(Beginning of GIVEN DATA)
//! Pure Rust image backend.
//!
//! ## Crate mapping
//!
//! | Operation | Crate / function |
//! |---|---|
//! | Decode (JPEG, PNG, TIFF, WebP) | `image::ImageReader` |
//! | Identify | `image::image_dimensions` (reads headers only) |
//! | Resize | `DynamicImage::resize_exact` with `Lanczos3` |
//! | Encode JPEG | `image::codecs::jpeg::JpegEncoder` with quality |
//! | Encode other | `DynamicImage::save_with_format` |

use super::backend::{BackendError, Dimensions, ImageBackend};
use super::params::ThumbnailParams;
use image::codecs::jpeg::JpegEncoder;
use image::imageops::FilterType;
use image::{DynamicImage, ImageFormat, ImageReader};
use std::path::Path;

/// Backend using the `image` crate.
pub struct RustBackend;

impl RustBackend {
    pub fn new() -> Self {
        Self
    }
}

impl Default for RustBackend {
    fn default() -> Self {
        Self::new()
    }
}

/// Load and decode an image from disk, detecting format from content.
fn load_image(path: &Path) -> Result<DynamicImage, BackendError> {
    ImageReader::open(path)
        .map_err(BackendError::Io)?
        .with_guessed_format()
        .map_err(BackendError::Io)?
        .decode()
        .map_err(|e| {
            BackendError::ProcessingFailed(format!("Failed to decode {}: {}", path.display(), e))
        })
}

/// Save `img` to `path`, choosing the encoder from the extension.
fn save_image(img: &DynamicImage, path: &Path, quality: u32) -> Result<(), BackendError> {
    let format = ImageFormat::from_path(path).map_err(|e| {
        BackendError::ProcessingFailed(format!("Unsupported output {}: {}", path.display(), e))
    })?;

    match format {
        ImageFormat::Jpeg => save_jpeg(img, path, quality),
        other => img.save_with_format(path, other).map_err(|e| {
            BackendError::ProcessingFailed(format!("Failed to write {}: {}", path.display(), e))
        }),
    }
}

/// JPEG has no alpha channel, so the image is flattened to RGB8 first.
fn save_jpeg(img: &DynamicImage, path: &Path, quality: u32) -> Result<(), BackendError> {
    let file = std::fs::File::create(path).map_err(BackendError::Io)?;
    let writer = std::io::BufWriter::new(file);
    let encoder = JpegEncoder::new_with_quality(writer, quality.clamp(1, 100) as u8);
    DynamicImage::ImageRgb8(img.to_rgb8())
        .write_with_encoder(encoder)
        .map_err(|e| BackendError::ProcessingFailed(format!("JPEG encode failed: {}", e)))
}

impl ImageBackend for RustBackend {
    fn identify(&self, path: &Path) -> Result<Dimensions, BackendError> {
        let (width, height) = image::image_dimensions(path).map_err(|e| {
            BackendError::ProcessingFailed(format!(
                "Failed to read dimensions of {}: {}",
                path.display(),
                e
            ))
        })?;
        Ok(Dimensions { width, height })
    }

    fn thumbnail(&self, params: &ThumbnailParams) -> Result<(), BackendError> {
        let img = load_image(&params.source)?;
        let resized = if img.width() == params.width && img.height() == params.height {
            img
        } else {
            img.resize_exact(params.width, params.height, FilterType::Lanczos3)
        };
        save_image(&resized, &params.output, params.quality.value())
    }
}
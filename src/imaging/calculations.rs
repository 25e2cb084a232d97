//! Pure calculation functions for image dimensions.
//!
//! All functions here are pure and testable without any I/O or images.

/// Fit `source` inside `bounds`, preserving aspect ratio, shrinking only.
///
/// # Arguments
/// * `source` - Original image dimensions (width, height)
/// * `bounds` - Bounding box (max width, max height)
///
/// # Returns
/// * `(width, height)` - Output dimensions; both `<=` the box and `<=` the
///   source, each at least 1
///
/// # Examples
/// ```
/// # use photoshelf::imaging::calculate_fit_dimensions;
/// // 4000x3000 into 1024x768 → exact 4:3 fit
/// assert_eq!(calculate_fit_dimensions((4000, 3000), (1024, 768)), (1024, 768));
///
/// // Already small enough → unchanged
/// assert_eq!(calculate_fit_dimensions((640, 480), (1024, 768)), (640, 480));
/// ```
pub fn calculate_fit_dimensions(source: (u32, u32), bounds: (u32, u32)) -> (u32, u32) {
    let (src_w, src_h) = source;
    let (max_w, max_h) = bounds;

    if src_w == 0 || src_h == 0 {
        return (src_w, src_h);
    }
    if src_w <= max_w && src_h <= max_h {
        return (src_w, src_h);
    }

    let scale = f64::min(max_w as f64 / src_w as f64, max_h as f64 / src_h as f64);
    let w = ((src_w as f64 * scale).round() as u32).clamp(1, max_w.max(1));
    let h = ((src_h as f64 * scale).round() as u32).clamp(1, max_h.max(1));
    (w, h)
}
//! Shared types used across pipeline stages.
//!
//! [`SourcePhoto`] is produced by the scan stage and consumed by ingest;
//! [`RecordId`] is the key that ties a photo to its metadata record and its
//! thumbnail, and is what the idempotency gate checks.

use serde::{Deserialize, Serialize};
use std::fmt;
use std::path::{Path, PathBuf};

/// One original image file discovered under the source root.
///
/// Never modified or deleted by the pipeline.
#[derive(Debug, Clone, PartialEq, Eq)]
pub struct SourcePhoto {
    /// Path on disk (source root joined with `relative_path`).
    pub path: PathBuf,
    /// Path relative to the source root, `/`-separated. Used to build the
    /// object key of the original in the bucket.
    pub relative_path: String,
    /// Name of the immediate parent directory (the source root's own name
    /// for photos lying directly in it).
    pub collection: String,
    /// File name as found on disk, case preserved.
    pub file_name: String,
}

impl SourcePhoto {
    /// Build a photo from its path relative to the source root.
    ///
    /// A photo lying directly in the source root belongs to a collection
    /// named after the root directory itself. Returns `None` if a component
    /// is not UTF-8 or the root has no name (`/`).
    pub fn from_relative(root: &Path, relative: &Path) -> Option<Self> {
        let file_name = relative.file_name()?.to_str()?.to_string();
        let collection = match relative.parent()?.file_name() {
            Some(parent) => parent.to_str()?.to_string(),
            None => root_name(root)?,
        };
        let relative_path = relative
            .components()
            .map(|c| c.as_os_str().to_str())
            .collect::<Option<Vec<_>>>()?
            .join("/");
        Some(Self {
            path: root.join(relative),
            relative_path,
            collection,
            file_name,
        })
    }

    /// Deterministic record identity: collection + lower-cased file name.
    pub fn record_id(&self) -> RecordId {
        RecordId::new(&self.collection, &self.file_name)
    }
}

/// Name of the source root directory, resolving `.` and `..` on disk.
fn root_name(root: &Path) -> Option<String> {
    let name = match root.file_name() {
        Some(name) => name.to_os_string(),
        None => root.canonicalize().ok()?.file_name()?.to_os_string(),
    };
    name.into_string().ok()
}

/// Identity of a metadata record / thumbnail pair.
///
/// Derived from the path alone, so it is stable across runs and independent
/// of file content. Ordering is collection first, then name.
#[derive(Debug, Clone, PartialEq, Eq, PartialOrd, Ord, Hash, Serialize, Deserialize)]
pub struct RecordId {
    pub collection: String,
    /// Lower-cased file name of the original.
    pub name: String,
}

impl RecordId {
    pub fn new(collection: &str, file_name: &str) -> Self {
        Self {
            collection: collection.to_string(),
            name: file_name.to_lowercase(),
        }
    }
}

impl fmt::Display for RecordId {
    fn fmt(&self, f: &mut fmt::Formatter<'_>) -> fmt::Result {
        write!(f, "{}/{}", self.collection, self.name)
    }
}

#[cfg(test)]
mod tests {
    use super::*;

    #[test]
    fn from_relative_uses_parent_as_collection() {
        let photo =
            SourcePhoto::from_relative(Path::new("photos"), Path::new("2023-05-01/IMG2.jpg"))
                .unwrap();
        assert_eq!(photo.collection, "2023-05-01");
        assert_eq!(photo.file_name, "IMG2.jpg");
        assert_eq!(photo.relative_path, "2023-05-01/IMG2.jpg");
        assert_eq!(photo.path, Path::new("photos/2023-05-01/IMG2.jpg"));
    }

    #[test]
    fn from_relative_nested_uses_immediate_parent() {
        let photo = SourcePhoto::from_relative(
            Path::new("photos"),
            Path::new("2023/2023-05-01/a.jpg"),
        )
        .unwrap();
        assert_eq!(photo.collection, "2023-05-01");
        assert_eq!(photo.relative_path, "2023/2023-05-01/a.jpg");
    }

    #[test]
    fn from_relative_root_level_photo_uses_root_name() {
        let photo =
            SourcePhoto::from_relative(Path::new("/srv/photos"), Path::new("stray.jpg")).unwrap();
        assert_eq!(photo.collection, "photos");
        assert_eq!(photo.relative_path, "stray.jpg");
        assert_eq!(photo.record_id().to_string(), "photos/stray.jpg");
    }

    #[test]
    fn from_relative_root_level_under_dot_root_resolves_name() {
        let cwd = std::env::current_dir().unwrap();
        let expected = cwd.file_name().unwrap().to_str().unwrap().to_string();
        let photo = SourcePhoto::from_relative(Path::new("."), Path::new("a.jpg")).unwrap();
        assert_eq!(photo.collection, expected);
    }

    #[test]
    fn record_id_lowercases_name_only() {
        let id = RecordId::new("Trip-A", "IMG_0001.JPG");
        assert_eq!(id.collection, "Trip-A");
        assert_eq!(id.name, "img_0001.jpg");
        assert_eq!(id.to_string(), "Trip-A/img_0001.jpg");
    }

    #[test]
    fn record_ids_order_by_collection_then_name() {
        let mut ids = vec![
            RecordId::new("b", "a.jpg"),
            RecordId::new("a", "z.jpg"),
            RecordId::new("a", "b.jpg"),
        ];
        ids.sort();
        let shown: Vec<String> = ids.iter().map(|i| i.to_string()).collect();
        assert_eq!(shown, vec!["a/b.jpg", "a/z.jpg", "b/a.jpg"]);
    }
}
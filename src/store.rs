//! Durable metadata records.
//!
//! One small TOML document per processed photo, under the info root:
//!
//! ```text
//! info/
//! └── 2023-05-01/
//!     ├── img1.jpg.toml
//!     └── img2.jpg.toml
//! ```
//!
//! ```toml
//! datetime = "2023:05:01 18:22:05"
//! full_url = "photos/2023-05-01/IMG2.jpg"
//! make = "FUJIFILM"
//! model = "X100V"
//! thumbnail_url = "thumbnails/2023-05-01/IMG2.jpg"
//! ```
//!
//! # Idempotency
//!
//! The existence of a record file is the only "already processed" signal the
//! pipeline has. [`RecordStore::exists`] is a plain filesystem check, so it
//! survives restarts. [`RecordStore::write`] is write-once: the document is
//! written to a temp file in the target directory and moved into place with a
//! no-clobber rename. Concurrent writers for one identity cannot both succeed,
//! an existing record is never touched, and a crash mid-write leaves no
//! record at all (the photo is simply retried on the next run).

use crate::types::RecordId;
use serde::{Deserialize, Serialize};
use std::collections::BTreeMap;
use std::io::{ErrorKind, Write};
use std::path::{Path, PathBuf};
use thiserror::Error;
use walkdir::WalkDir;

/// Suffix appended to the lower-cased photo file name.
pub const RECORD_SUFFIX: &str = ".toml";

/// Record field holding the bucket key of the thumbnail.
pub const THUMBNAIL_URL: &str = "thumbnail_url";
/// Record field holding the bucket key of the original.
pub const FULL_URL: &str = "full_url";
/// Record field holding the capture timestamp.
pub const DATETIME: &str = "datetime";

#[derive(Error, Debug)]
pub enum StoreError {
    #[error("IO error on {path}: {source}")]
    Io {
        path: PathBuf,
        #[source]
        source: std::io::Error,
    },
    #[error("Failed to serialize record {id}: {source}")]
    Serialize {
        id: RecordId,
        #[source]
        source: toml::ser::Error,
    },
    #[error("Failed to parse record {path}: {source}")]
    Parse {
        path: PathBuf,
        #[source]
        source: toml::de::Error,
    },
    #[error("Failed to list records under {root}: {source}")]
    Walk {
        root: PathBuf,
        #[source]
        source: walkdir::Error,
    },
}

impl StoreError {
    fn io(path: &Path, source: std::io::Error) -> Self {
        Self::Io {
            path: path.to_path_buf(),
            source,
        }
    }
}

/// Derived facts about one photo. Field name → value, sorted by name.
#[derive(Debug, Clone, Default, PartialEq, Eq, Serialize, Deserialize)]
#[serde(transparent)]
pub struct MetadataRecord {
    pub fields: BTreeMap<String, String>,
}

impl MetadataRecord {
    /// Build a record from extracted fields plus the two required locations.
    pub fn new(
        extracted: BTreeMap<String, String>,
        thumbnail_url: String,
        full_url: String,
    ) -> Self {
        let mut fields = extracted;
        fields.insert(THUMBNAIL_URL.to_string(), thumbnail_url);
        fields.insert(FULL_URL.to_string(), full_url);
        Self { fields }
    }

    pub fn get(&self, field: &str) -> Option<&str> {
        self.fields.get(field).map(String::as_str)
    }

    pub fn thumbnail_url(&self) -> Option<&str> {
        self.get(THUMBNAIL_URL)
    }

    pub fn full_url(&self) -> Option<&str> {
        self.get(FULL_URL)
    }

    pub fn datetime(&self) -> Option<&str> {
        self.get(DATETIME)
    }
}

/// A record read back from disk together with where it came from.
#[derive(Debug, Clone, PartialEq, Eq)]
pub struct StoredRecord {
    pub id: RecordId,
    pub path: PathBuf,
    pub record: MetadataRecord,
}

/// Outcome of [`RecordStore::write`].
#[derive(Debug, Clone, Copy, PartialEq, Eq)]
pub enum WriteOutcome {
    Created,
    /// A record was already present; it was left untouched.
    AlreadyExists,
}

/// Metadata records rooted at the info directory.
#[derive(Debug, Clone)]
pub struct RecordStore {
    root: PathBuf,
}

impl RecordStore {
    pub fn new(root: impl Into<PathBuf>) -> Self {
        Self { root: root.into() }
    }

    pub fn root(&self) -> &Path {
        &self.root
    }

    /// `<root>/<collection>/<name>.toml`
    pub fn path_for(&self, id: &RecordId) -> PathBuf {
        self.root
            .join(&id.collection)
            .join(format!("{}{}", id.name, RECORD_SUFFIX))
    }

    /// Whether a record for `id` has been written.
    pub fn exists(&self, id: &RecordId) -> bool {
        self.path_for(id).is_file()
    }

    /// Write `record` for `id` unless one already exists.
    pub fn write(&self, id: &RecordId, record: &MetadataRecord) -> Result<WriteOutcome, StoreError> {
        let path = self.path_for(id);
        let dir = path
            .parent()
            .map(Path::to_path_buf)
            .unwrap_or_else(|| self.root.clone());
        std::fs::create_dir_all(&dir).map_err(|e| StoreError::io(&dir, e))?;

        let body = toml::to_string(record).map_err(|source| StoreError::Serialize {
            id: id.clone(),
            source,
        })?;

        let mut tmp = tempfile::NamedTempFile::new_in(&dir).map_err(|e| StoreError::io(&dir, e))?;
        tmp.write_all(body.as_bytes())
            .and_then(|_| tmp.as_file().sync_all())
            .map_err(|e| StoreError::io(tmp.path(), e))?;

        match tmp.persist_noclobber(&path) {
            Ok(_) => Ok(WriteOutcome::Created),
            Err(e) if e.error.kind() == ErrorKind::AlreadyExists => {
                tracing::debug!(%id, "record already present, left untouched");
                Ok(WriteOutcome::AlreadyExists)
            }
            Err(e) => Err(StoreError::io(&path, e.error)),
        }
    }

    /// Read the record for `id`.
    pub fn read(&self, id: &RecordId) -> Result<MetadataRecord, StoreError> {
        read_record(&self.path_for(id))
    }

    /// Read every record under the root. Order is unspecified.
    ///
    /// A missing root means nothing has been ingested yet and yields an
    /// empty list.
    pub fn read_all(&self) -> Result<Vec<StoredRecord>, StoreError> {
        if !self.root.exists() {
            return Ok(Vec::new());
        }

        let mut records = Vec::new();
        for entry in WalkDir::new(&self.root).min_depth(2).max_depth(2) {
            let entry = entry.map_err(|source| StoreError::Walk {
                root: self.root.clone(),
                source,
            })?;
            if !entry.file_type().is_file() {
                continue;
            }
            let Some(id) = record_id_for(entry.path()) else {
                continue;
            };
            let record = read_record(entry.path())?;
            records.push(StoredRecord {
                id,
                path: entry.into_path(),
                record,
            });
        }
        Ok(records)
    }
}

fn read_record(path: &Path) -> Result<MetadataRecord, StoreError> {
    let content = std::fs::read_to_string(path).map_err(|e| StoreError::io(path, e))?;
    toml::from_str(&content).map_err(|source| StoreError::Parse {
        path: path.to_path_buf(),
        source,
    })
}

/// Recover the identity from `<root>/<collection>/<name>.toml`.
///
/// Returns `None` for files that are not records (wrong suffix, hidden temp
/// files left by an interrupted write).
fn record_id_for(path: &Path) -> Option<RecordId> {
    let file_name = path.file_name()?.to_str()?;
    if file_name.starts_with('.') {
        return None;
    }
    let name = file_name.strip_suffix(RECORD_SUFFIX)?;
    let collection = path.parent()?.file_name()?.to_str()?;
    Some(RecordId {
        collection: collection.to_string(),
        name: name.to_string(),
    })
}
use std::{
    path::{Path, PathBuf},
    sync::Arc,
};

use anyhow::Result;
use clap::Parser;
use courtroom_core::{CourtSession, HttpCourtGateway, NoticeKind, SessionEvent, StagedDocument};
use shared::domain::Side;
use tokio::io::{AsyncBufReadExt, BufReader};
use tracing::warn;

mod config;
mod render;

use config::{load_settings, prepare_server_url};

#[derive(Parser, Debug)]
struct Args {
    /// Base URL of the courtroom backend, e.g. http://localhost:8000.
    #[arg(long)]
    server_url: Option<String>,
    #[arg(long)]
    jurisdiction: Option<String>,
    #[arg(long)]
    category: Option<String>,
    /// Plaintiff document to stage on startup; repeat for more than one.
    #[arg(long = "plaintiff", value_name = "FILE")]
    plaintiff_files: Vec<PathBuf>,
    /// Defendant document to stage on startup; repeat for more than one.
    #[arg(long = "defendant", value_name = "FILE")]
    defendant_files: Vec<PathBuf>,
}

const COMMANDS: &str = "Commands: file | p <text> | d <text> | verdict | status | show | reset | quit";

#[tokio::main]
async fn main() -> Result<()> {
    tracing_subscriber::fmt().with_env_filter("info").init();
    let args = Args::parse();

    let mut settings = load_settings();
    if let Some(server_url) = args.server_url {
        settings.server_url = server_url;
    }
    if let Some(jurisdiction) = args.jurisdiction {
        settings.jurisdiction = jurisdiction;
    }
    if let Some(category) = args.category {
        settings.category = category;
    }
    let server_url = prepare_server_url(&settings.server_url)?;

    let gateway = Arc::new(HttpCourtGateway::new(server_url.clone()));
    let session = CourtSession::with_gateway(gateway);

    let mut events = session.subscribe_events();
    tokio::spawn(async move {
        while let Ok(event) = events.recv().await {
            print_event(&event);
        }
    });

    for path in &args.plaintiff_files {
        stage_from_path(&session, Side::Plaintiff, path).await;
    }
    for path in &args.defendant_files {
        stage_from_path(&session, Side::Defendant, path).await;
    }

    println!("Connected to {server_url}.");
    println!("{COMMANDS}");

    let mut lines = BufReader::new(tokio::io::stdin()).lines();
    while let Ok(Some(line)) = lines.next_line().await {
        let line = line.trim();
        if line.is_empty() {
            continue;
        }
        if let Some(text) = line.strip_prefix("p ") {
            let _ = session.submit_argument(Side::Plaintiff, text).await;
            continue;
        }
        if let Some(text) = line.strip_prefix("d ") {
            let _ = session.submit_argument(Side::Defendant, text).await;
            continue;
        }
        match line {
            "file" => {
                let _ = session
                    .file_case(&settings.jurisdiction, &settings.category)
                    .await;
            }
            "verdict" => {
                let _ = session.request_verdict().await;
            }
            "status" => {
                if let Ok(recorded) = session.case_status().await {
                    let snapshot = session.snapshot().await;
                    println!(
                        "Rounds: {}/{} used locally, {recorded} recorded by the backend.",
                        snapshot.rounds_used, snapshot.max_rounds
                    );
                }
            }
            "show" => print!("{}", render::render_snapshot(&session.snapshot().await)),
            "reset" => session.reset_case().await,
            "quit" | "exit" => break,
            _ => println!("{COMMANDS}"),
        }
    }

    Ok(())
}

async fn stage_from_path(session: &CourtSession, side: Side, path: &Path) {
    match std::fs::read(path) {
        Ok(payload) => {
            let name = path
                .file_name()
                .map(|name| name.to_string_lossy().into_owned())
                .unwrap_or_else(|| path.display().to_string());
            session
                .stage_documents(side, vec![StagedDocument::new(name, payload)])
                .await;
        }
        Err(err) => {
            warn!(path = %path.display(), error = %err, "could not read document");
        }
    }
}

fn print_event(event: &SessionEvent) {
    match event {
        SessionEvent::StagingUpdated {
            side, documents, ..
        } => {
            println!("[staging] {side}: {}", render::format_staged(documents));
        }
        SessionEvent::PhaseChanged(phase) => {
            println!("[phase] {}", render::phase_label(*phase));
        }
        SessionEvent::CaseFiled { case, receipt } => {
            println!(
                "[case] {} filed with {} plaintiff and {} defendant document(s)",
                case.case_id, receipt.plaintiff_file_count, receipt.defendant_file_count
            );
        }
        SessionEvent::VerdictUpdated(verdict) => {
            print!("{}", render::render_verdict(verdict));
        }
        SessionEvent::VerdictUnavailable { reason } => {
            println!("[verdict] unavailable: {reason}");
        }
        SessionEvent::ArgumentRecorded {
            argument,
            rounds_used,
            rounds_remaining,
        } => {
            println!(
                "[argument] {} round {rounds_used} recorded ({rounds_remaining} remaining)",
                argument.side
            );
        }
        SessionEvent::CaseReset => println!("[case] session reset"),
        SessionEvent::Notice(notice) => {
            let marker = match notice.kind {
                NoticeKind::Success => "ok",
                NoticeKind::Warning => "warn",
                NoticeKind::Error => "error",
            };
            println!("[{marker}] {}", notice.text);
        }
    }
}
(End of GIVEN DATA)
PROBLEM TO WORK ON: From the entries above, copy every line containing the word "repeat".

FINAL ANSWER:
    /// Plaintiff document to stage on startup; repeat for more than one.
    /// Defendant document to stage on startup; repeat for more than one.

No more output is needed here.